Isolate every line in the data with the string "names" and copy it.

Data for analysis >>
■ ■ ■
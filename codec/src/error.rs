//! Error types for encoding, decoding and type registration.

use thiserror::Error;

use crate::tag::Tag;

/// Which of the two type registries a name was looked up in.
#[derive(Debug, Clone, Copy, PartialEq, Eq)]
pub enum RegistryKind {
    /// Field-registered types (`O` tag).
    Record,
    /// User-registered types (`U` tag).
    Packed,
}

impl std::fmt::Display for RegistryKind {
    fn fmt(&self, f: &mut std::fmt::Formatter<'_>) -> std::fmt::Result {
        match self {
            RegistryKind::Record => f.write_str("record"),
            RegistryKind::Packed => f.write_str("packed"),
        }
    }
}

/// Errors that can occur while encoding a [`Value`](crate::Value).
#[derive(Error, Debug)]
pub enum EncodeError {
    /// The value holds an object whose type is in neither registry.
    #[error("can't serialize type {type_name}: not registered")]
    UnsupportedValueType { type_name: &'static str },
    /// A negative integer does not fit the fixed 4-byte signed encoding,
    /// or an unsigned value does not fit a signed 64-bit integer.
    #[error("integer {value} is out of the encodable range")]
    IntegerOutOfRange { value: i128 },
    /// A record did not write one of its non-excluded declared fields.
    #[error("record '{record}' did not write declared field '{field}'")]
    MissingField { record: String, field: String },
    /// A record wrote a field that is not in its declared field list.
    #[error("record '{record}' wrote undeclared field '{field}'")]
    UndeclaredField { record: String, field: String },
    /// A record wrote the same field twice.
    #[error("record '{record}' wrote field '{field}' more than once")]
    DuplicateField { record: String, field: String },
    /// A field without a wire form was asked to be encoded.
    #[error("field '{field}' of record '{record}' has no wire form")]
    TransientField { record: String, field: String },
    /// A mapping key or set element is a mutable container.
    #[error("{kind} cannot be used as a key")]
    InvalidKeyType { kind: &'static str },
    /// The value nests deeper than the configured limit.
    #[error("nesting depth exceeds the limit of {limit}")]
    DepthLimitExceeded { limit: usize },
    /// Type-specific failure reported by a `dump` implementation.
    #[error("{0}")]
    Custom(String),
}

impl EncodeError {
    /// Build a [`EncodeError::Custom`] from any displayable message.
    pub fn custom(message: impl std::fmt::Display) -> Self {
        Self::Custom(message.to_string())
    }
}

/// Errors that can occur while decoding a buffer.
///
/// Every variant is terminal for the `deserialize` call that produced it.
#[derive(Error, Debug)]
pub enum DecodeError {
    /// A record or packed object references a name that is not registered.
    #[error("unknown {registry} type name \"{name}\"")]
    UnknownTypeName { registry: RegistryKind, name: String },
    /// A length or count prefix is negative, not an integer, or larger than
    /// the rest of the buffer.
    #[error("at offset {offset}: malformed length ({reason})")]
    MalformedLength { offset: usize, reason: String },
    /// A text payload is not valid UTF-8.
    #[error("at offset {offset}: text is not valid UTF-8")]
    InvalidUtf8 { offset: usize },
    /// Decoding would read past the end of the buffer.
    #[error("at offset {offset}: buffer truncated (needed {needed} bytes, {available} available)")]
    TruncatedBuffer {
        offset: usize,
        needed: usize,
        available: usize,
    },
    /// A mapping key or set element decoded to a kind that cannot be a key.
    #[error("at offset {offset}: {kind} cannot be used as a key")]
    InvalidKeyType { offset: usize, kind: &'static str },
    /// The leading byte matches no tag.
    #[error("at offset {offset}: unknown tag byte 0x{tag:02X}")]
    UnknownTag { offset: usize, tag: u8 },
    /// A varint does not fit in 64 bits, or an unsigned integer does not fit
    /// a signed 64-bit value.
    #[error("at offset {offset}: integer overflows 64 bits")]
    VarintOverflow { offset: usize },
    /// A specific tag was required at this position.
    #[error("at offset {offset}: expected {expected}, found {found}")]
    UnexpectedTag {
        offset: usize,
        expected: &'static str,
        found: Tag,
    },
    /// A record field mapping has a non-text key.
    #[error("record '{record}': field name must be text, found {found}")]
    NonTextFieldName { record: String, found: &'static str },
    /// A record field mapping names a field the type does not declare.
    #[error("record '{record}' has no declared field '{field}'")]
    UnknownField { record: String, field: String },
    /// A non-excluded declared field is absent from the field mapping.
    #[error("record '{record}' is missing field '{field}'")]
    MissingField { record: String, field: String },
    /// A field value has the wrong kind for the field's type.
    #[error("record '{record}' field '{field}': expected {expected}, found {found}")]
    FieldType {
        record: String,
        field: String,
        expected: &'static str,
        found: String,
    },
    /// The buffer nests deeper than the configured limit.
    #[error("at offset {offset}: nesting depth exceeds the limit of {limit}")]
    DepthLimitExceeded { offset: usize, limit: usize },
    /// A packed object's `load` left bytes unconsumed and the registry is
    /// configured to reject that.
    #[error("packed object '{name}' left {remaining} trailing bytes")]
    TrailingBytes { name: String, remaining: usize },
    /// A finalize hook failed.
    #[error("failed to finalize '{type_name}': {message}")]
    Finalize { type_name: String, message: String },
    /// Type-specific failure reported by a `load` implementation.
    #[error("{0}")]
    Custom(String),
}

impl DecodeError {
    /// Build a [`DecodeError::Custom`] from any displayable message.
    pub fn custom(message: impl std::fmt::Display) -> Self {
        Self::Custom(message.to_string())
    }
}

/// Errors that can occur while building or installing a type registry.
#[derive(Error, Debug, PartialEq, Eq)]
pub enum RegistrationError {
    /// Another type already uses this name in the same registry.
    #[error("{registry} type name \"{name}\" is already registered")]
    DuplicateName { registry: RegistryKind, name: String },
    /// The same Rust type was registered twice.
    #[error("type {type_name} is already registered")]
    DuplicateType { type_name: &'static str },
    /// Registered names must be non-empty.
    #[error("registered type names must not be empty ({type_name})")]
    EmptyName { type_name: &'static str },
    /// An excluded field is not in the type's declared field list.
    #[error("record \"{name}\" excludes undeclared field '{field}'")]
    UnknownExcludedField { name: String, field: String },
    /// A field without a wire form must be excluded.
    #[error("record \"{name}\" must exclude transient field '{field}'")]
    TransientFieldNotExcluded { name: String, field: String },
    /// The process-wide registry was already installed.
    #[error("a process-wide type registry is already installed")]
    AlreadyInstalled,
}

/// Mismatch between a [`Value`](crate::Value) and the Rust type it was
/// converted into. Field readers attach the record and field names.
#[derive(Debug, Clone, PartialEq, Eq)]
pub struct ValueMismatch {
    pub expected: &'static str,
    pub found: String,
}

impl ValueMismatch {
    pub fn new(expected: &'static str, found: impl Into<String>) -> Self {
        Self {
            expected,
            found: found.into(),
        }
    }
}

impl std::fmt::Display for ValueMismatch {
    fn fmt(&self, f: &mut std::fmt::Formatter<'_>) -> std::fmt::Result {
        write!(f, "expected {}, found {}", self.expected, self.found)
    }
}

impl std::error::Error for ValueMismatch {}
■ ■ ■
Output for this exercise >>
    /// A record field mapping names a field the type does not declare.
    /// Registered names must be non-empty.
    #[error("registered type names must not be empty ({type_name})")]
/// converted into. Field readers attach the record and field names.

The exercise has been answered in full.